There are some existing questions about GCC ordering of variables on the stack. However, those usually involve intermixed variables and arrays, and this is not that. I'm working with the GCC 9.2.0 64-bit release, with no special flags on. If I do this:
#include <iostream>
int main() {
int a = 15, b = 30, c = 45, d = 60;
// std::cout << &a << std::endl;
return 0;
}
Then the memory layout is seen as in the disassembly here:
0x000000000040156d <+13>: mov DWORD PTR [rbp-0x4],0xf
0x0000000000401574 <+20>: mov DWORD PTR [rbp-0x8],0x1e
0x000000000040157b <+27>: mov DWORD PTR [rbp-0xc],0x2d
0x0000000000401582 <+34>: mov DWORD PTR [rbp-0x10],0x3c
So: The four variables are in order at offsets 0x04, 0x08, 0x0C, 0x10 from the RBP; that is, sequenced in the same order they were declared.
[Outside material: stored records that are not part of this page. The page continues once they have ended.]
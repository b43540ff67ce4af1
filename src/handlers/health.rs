//! Health, readiness, and root endpoints.
//!
//! # Health vs Readiness
//!
//! - **Health** (`/health`): 200 whenever the process can answer
//! - **Readiness** (`/ready`): 503 until the document store answers a ping

use axum::Json;
use axum::extract::State;
use axum::http::StatusCode;
use chrono::Utc;
use tracing::{instrument, warn};

use crate::models::{HealthResponse, MessageResponse, ReadyResponse};
use crate::state::AppState;

/// Health check endpoint.
///
/// # Response Body
///
/// ```json
/// {
///   "status": "ok",
///   "env": "development",
///   "version": "0.1.0",
///   "timestamp": "2026-01-15T10:30:00Z",
///   "uptime_seconds": 42
/// }
/// ```
#[instrument(skip(state))]
pub async fn health_check(State(state): State<AppState>) -> Json<HealthResponse> {
    Json(HealthResponse {
        status: "ok".to_string(),
        env: state.config.app_env.clone(),
        version: env!("CARGO_PKG_VERSION").to_string(),
        timestamp: Utc::now(),
        uptime_seconds: state.uptime_seconds(),
    })
}

/// Readiness check endpoint for orchestrators.
///
/// Returns 503 while the project store is unreachable or closed.
#[instrument(skip(state))]
pub async fn readiness_check(State(state): State<AppState>) -> (StatusCode, Json<ReadyResponse>) {
    match state.store.ping().await {
        Ok(()) => (
            StatusCode::OK,
            Json(ReadyResponse {
                ready: true,
                store: true,
            }),
        ),
        Err(e) => {
            warn!(error = %e, "Readiness check failed: store unavailable");
            (
                StatusCode::SERVICE_UNAVAILABLE,
                Json(ReadyResponse {
                    ready: false,
                    store: false,
                }),
            )
        }
    }
}

pub async fn root() -> Json<MessageResponse> {
    Json(MessageResponse {
        message: "CineForge AI API is running. Visit /docs for the Swagger UI.".to_string(),
    })
}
This is consistent and deterministic; I can re-compile, add other lines of code (random printing statements, other later variables, etc.) and the layout remains the same.
However, as soon as I include a line that touches an address or pointer, then the layout changes. For example, this:
#include <iostream>
int main() {
int a = 15, b = 30, c = 45, d = 60;
std::cout << &a << std::endl;
return 0;
}
Produces this:
0x000000000040156d <+13>: mov DWORD PTR [rbp-0x10],0xf
0x0000000000401574 <+20>: mov DWORD PTR [rbp-0x4],0x1e
0x000000000040157b <+27>: mov DWORD PTR [rbp-0x8],0x2d
0x0000000000401582 <+34>: mov DWORD PTR [rbp-0xc],0x3c
So: A scrambled-up layout with the variables at offsets now respectively at 0x10, 0x04, 0x08, 0x0C. Again, this is consistent with any re-compiles, most random code I think to add, etc.
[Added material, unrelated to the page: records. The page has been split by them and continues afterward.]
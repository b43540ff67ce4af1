//! Bearer-token authentication middleware.
//!
//! # Flow
//!
//! 1. Exempt path (see [`ExemptPathSet`]) → passed downstream with no identity
//! 2. Client throttled for repeated bad tokens → 429, no token work done
//! 3. No `Authorization: Bearer <token>` → 401
//! 4. Token fails verification → 401, failure counted against the client
//! 5. Otherwise a [`RequestIdentity`] is attached to the request extensions
//!
//! Every 401 has the same body and headers. The precise cause (`expired`,
//! `invalid_signature`, ...) is logged and counted server-side only.
//!
//! # Brute Force Protection
//!
//! Failed verifications are counted per client key in a one-minute
//! [`SlidingWindowStore`] holding `AUTH_FAILURE_LIMIT_PER_MINUTE` entries, so
//! the failure counters get the same key cap and eviction as the rate
//! limiter. Once a client has that many failures in the last minute, every
//! non-exempt request from it is refused with 429 until the oldest ages out.

use std::convert::Infallible;
use std::num::NonZeroU32;
use std::sync::Arc;
use std::task::{Context, Poll};
use std::time::Duration;

use axum::body::Body;
use axum::extract::{FromRequestParts, OptionalFromRequestParts};
use axum::http::request::Parts;
use axum::http::{Request, Response, header};
use axum::response::IntoResponse;
use tower::{Layer, Service};
use tracing::{Span, debug, info, warn};

use super::ip::ClientKeyResolver;
use super::rate_limit::{RateLimitError, SlidingWindowStore, whole_secs};
use crate::error::AppError;
use crate::metrics;
use crate::token::{IdentityClaims, TokenCodec};

/// Window over which failed verifications are counted.
const FAILURE_WINDOW: Duration = Duration::from_secs(60);

// =============================================================================
// Exempt Paths
// =============================================================================

/// Path prefixes that bypass authentication.
///
/// Matching is exact-or-prefix on segment boundaries:
/// - `/auth` matches `/auth` and `/auth/login`, but not `/authority`
/// - `/` matches only `/`
/// - a trailing slash on a configured prefix is ignored
///
/// Matching is case-sensitive and runs on the raw URI path (query excluded).
#[derive(Debug, Clone, Default)]
pub struct ExemptPathSet {
    prefixes: Vec<String>,
}

impl ExemptPathSet {
    pub fn new<I, S>(prefixes: I) -> Self
    where
        I: IntoIterator<Item = S>,
        S: AsRef<str>,
    {
        let prefixes = prefixes
            .into_iter()
            .filter_map(|p| {
                let p = p.as_ref().trim();
                if !p.starts_with('/') {
                    return None;
                }
                let trimmed = p.trim_end_matches('/');
                Some(if trimmed.is_empty() {
                    "/".to_string()
                } else {
                    trimmed.to_string()
                })
            })
            .collect();

        Self { prefixes }
    }

    pub fn is_exempt(&self, path: &str) -> bool {
        self.prefixes.iter().any(|prefix| {
            if prefix == "/" {
                return path == "/";
            }
            match path.strip_prefix(prefix.as_str()) {
                Some(rest) => rest.is_empty() || rest.starts_with('/'),
                None => false,
            }
        })
    }

    pub fn len(&self) -> usize {
        self.prefixes.len()
    }

    pub fn is_empty(&self) -> bool {
        self.prefixes.is_empty()
    }
}

// =============================================================================
// Identity
// =============================================================================

/// The authenticated caller, attached by [`JwtAuthLayer`].
///
/// Use as an extractor on protected handlers (401 when absent), or as
/// `Option<RequestIdentity>` on exempt handlers that serve both.
#[derive(Debug, Clone, PartialEq)]
pub struct RequestIdentity {
    pub id: String,
    pub claims: IdentityClaims,
}

impl<S> FromRequestParts<S> for RequestIdentity
where
    S: Send + Sync,
{
    type Rejection = AppError;

    async fn from_request_parts(parts: &mut Parts, _state: &S) -> Result<Self, Self::Rejection> {
        parts
            .extensions
            .get::<RequestIdentity>()
            .cloned()
            .ok_or_else(|| AppError::Unauthenticated("no identity on request".to_string()))
    }
}

impl<S> OptionalFromRequestParts<S> for RequestIdentity
where
    S: Send + Sync,
{
    type Rejection = Infallible;

    async fn from_request_parts(
        parts: &mut Parts,
        _state: &S,
    ) -> Result<Option<Self>, Self::Rejection> {
        Ok(parts.extensions.get::<RequestIdentity>().cloned())
    }
}

// =============================================================================
// Layer
// =============================================================================

/// JWT authentication layer.
#[derive(Clone)]
pub struct JwtAuthLayer {
    codec: Arc<TokenCodec>,
    exempt: Arc<ExemptPathSet>,
    resolver: Arc<ClientKeyResolver>,
    failures: Option<Arc<FailureThrottle>>,
}

impl JwtAuthLayer {
    /// Create a new auth layer.
    ///
    /// `failure_limit_per_minute = 0` disables brute force protection.
    /// At most `max_tracked_clients` clients have failures remembered.
    ///
    /// # Errors
    ///
    /// [`RateLimitError::ZeroKeys`] if `max_tracked_clients` is zero while
    /// brute force protection is enabled.
    pub fn new(
        codec: Arc<TokenCodec>,
        exempt: ExemptPathSet,
        resolver: Arc<ClientKeyResolver>,
        failure_limit_per_minute: u32,
        max_tracked_clients: usize,
    ) -> Result<Self, RateLimitError> {
        let failures = NonZeroU32::new(failure_limit_per_minute)
            .map(|limit| FailureThrottle::new(limit, max_tracked_clients).map(Arc::new))
            .transpose()?;

        Ok(Self {
            codec,
            exempt: Arc::new(exempt),
            resolver,
            failures,
        })
    }

    pub fn exempt_paths(&self) -> &ExemptPathSet {
        &self.exempt
    }
}

impl<S> Layer<S> for JwtAuthLayer {
    type Service = JwtAuthService<S>;

    fn layer(&self, inner: S) -> Self::Service {
        JwtAuthService {
            inner,
            codec: self.codec.clone(),
            exempt: self.exempt.clone(),
            resolver: self.resolver.clone(),
            failures: self.failures.clone(),
        }
    }
}

/// JWT authentication service wrapper.
#[derive(Clone)]
pub struct JwtAuthService<S> {
    inner: S,
    codec: Arc<TokenCodec>,
    exempt: Arc<ExemptPathSet>,
    resolver: Arc<ClientKeyResolver>,
    failures: Option<Arc<FailureThrottle>>,
}

impl<S> JwtAuthService<S> {
    /// Decide synchronously; `Ok` carries the identity to attach.
    fn authenticate(&self, req: &Request<Body>) -> Result<RequestIdentity, AppError> {
        let client_key = self.resolver.resolve(req);

        if let Some(failures) = &self.failures
            && let Some(retry_after_secs) = failures.blocked_for(&client_key)
        {
            info!(
                client_key = %client_key,
                retry_after_secs,
                limit = failures.limit,
                "Request rejected after repeated auth failures"
            );
            metrics::record_rate_limited();
            return Err(AppError::RateLimitExceeded {
                retry_after_secs,
                limit: failures.limit,
            });
        }

        let Some(token) = req
            .headers()
            .get(header::AUTHORIZATION)
            .and_then(|v| v.to_str().ok())
            .and_then(parse_bearer)
        else {
            debug!(path = %req.uri().path(), "Missing bearer token");
            metrics::record_auth_failure("missing");
            return Err(AppError::Unauthenticated("missing bearer token".to_string()));
        };

        match self.codec.verify(token) {
            Ok(claims) => Ok(RequestIdentity {
                id: claims.sub.clone(),
                claims,
            }),
            Err(e) => {
                let reason = e.reason();
                warn!(
                    path = %req.uri().path(),
                    client_key = %client_key,
                    reason,
                    "Token verification failed"
                );
                metrics::record_auth_failure(reason);
                if let Some(failures) = &self.failures {
                    failures.record(&client_key);
                }
                Err(AppError::Unauthenticated(e.to_string()))
            }
        }
    }
}

impl<S> Service<Request<Body>> for JwtAuthService<S>
where
    S: Service<Request<Body>, Response = Response<Body>> + Clone + Send + 'static,
    S::Future: Send,
{
    type Response = Response<Body>;
    type Error = S::Error;
    type Future = std::pin::Pin<
        Box<dyn std::future::Future<Output = Result<Self::Response, Self::Error>> + Send>,
    >;

    fn poll_ready(&mut self, cx: &mut Context<'_>) -> Poll<Result<(), Self::Error>> {
        self.inner.poll_ready(cx)
    }

    fn call(&mut self, mut req: Request<Body>) -> Self::Future {
        let mut inner = self.inner.clone();

        if self.exempt.is_exempt(req.uri().path()) {
            debug!(path = %req.uri().path(), "Bypassing auth for exempt path");
            return Box::pin(async move { inner.call(req).await });
        }

        match self.authenticate(&req) {
            Ok(identity) => {
                Span::current().record("user_id", identity.id.as_str());
                req.extensions_mut().insert(identity);
                Box::pin(async move { inner.call(req).await })
            }
            Err(rejection) => Box::pin(async move { Ok(rejection.into_response()) }),
        }
    }
}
However, if I just touch a different address like so:
#include <iostream>
int main() {
int a = 15, b = 30, c = 45, d = 60;
std::cout << &b << std::endl;
return 0;
}
Then the variables get ordered like this:
0x000000000040156d <+13>: mov DWORD PTR [rbp-0x4],0xf
0x0000000000401574 <+20>: mov DWORD PTR [rbp-0x10],0x1e
0x000000000040157b <+27>: mov DWORD PTR [rbp-0x8],0x2d
0x0000000000401582 <+34>: mov DWORD PTR [rbp-0xc],0x3c
That is, a different sequence at offsets 0x04, 0x10, 0x08, 0x0C. Once again, this is consistent as far as I can tell with recompilations and code changes, excepting if I refer to some other address in the code.
If I didn't know any better, it would seem like the integer variables are placed in declaration order, unless the code does any manipulation with addressing, at which point it starts scrambling them up in some deterministic way.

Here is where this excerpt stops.